_Task objective_. Copy, exactly and without additions, every line in the records below from the one holding "Signaling WebSocket endpoint" through the one holding "msg = outbound.recv()", both ends included.

_Dataset records_.
BEGIN

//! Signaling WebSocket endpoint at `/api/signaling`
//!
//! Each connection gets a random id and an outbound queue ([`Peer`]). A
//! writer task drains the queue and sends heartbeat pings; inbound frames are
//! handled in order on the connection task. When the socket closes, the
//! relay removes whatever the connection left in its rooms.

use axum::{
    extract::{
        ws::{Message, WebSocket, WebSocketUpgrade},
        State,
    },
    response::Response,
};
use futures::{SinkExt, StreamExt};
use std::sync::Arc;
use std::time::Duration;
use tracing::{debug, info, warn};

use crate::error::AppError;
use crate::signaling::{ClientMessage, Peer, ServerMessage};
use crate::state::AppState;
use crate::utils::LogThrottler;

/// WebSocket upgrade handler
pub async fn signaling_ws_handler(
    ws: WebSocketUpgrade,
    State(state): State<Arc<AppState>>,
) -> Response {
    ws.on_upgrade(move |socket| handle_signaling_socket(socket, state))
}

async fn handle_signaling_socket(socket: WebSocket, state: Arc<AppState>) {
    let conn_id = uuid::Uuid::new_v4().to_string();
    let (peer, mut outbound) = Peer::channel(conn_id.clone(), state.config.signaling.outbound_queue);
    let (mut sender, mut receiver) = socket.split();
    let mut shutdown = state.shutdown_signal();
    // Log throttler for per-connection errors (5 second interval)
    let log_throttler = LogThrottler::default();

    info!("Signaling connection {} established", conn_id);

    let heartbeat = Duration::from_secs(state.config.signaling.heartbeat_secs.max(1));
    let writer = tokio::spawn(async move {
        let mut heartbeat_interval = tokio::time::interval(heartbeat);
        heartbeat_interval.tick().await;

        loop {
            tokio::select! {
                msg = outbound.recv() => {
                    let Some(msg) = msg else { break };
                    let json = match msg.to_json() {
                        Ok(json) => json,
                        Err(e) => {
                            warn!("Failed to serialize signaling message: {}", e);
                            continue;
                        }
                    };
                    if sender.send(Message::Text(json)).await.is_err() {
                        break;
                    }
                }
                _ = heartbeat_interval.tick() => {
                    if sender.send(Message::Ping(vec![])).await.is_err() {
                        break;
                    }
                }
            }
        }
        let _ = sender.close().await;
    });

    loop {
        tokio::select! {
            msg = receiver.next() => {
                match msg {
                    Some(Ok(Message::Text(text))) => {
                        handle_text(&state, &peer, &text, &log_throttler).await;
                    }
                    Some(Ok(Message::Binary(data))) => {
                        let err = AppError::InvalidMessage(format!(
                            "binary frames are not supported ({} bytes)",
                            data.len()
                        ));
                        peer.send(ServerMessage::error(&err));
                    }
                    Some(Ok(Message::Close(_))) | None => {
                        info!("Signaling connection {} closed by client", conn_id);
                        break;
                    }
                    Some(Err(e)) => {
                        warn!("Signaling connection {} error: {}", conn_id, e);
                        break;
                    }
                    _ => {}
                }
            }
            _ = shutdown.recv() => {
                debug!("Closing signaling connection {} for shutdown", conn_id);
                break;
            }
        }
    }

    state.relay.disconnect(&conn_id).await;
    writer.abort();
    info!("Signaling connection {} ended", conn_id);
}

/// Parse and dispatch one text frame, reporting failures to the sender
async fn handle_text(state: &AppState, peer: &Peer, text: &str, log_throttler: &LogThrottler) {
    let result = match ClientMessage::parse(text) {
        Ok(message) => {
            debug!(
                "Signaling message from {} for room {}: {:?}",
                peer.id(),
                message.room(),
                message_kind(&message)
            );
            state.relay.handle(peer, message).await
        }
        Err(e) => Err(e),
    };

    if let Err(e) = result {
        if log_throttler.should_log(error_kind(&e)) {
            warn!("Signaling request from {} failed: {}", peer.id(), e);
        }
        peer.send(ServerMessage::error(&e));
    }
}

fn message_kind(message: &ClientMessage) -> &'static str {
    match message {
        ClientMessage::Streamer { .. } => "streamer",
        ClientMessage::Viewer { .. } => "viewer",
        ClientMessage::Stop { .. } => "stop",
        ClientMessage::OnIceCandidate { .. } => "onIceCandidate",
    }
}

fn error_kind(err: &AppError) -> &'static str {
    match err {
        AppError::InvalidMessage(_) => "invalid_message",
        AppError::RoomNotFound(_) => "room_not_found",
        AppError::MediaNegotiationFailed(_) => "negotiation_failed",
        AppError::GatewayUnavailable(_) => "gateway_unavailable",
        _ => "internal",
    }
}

END
BEGIN

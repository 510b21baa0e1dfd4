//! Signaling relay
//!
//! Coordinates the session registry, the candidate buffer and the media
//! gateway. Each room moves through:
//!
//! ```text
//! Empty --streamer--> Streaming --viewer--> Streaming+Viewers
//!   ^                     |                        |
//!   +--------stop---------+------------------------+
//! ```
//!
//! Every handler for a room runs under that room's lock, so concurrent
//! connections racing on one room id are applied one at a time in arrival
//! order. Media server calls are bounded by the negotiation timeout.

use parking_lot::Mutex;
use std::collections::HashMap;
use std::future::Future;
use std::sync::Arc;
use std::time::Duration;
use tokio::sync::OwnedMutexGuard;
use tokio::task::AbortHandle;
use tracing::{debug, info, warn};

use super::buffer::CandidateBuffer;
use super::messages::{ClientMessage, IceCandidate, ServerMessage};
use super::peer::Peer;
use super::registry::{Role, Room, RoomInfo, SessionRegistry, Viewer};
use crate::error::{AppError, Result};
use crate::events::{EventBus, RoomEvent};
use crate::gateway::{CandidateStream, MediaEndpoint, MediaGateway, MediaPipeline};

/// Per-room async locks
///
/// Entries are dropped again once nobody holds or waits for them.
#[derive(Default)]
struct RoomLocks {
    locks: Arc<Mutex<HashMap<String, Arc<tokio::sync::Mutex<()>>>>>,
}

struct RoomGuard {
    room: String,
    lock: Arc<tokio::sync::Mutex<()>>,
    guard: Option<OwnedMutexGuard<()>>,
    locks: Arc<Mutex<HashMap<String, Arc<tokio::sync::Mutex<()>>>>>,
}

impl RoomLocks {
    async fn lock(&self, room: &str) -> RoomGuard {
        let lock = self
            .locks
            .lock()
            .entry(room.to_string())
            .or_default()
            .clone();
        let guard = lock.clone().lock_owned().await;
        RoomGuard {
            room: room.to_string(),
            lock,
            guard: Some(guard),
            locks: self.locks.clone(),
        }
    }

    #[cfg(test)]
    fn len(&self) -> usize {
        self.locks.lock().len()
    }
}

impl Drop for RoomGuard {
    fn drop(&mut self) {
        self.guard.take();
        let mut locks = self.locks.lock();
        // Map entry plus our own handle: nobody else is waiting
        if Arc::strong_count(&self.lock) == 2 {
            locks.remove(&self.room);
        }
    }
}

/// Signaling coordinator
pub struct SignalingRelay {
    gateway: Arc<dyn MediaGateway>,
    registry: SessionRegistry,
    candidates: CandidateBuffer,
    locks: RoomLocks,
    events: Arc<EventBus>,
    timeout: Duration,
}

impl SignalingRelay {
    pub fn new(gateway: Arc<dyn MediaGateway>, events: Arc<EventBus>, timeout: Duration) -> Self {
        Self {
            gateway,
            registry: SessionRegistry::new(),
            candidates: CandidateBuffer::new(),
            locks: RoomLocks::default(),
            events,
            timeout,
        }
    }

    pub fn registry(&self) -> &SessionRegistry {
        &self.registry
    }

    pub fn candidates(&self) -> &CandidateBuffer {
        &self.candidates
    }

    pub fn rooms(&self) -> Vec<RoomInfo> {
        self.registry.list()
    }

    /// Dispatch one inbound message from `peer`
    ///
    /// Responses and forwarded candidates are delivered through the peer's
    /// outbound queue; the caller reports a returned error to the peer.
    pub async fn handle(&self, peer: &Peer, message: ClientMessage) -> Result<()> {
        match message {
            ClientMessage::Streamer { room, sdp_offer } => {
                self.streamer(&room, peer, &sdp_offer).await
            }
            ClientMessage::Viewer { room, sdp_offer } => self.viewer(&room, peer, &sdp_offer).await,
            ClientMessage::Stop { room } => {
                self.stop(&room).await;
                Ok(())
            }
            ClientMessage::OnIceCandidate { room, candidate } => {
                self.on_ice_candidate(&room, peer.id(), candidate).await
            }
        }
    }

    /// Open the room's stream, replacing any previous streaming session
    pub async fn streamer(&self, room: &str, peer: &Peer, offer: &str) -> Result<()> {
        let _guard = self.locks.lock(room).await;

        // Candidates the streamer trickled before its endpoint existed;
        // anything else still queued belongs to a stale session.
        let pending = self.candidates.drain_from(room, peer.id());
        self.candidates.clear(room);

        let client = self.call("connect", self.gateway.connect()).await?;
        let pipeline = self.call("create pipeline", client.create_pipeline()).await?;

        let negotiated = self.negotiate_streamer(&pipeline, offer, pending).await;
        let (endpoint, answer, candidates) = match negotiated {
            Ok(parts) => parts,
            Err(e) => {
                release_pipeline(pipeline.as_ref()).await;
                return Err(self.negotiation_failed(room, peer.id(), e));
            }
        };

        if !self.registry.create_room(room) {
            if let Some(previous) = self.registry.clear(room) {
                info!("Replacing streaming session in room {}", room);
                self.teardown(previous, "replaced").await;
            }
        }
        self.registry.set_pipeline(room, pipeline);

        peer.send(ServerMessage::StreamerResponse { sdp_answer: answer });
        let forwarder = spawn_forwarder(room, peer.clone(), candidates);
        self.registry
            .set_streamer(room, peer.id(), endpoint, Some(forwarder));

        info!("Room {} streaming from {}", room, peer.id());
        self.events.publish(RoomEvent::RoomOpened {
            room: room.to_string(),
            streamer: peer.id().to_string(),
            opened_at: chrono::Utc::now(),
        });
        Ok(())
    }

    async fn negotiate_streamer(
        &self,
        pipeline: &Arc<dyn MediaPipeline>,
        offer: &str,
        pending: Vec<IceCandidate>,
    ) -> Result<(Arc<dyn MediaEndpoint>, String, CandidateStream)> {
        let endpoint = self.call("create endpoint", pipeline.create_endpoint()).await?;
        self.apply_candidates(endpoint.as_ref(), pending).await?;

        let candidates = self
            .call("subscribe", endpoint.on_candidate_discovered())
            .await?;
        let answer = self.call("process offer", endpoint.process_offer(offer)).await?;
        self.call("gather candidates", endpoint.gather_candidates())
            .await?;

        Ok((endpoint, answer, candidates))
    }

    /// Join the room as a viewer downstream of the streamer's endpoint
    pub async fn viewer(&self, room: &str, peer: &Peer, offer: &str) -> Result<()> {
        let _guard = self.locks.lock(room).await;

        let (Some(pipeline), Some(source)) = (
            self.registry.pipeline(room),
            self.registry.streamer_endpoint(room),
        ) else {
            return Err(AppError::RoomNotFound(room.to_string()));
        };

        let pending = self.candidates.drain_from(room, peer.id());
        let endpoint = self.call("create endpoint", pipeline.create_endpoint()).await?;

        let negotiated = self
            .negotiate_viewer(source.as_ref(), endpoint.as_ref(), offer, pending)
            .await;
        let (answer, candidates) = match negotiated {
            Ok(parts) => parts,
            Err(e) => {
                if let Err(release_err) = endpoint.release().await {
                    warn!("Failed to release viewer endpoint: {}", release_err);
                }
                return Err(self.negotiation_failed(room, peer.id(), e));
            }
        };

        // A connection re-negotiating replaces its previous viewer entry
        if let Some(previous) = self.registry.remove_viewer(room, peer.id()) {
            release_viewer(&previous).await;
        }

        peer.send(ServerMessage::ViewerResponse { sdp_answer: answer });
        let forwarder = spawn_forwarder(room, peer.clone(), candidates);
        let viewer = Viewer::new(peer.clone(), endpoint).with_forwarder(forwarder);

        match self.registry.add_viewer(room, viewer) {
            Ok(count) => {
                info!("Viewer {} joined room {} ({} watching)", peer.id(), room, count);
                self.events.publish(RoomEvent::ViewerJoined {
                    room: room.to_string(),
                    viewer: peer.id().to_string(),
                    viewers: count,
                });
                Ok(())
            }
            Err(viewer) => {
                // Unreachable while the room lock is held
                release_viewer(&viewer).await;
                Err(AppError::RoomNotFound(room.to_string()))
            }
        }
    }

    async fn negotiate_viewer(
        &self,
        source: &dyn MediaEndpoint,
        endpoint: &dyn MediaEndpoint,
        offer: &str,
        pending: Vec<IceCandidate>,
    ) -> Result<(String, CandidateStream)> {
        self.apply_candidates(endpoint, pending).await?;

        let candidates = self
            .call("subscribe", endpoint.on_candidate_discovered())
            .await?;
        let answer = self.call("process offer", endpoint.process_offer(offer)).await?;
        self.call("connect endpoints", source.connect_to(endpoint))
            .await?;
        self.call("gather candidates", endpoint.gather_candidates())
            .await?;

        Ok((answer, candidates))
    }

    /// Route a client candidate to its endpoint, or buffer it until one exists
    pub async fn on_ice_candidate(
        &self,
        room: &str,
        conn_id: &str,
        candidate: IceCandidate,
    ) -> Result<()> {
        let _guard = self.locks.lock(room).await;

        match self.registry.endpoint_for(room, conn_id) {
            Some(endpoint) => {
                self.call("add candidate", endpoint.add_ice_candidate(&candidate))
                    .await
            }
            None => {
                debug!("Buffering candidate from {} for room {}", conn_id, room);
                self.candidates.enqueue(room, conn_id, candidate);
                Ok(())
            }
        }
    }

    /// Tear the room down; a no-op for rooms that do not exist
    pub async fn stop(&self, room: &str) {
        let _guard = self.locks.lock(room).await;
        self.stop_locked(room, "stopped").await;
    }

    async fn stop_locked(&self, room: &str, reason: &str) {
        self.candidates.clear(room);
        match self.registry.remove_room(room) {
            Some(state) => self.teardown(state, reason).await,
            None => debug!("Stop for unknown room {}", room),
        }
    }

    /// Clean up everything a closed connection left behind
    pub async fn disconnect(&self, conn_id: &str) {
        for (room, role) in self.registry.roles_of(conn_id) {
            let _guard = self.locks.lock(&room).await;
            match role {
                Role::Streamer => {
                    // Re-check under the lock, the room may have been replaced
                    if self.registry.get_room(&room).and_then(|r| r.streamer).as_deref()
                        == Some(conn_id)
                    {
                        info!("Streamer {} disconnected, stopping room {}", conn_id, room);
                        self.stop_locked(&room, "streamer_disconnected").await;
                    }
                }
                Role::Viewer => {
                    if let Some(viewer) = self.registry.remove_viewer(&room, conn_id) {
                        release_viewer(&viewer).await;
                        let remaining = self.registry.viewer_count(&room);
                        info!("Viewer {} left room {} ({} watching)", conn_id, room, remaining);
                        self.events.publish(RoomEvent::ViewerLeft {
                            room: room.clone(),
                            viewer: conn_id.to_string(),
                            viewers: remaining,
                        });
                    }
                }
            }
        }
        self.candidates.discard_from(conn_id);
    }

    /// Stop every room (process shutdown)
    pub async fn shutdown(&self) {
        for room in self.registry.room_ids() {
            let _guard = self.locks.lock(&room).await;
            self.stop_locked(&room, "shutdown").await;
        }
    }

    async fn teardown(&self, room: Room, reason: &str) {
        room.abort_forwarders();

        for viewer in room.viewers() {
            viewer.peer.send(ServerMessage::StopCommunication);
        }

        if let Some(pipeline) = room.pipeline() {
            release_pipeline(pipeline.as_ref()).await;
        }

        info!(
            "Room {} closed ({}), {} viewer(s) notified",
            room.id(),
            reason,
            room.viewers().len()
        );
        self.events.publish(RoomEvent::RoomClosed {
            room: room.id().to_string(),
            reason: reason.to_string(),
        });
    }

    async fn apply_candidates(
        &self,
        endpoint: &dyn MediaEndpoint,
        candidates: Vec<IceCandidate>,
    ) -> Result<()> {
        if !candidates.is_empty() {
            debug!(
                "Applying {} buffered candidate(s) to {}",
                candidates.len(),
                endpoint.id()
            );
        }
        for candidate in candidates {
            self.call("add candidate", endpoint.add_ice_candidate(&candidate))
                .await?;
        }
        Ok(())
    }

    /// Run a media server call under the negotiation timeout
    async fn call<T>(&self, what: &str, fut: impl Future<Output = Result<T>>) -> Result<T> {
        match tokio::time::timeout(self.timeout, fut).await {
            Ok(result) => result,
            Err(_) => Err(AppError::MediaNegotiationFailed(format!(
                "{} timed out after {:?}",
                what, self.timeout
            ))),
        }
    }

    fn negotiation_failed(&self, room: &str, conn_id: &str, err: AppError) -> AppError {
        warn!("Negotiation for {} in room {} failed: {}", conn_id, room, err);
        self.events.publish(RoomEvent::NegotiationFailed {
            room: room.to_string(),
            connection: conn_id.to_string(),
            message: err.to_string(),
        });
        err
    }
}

END
BEGIN

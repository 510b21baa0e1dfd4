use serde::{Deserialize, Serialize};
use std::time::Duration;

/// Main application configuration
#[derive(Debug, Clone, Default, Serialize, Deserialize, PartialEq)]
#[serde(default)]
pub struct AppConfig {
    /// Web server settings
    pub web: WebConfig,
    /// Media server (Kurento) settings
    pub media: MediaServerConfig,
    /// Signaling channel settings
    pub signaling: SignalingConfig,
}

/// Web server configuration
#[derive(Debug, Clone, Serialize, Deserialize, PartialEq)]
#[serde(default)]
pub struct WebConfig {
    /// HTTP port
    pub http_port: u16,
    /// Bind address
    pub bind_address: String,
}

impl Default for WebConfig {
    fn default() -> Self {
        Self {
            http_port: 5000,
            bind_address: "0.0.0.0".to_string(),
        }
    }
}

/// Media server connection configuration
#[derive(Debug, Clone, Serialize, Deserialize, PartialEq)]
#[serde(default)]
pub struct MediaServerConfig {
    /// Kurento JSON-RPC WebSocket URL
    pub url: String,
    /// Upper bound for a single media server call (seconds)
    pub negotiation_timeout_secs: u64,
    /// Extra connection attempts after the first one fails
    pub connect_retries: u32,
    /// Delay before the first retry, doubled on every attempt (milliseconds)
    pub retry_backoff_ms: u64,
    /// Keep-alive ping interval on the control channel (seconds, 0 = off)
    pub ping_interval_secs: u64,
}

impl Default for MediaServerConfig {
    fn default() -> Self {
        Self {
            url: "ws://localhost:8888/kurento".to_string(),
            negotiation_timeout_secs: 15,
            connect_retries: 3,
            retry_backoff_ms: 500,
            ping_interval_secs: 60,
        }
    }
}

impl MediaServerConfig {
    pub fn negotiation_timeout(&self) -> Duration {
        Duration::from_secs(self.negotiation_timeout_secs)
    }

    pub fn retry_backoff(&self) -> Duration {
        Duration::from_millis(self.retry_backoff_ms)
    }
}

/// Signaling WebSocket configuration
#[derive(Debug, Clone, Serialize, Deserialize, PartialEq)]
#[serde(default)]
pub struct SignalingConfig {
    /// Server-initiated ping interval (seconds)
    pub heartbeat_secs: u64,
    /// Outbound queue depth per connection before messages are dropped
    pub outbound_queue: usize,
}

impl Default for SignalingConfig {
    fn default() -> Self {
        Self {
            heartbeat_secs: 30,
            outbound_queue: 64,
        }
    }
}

END

_Answer to this problem_.
//! Signaling WebSocket endpoint at `/api/signaling`
//!
//! Each connection gets a random id and an outbound queue ([`Peer`]). A
//! writer task drains the queue and sends heartbeat pings; inbound frames are
//! handled in order on the connection task. When the socket closes, the
//! relay removes whatever the connection left in its rooms.

use axum::{
    extract::{
        ws::{Message, WebSocket, WebSocketUpgrade},
        State,
    },
    response::Response,
};
use futures::{SinkExt, StreamExt};
use std::sync::Arc;
use std::time::Duration;
use tracing::{debug, info, warn};

use crate::error::AppError;
use crate::signaling::{ClientMessage, Peer, ServerMessage};
use crate::state::AppState;
use crate::utils::LogThrottler;

/// WebSocket upgrade handler
pub async fn signaling_ws_handler(
    ws: WebSocketUpgrade,
    State(state): State<Arc<AppState>>,
) -> Response {
    ws.on_upgrade(move |socket| handle_signaling_socket(socket, state))
}

async fn handle_signaling_socket(socket: WebSocket, state: Arc<AppState>) {
    let conn_id = uuid::Uuid::new_v4().to_string();
    let (peer, mut outbound) = Peer::channel(conn_id.clone(), state.config.signaling.outbound_queue);
    let (mut sender, mut receiver) = socket.split();
    let mut shutdown = state.shutdown_signal();
    // Log throttler for per-connection errors (5 second interval)
    let log_throttler = LogThrottler::default();

    info!("Signaling connection {} established", conn_id);

    let heartbeat = Duration::from_secs(state.config.signaling.heartbeat_secs.max(1));
    let writer = tokio::spawn(async move {
        let mut heartbeat_interval = tokio::time::interval(heartbeat);
        heartbeat_interval.tick().await;

        loop {
            tokio::select! {
                msg = outbound.recv() => {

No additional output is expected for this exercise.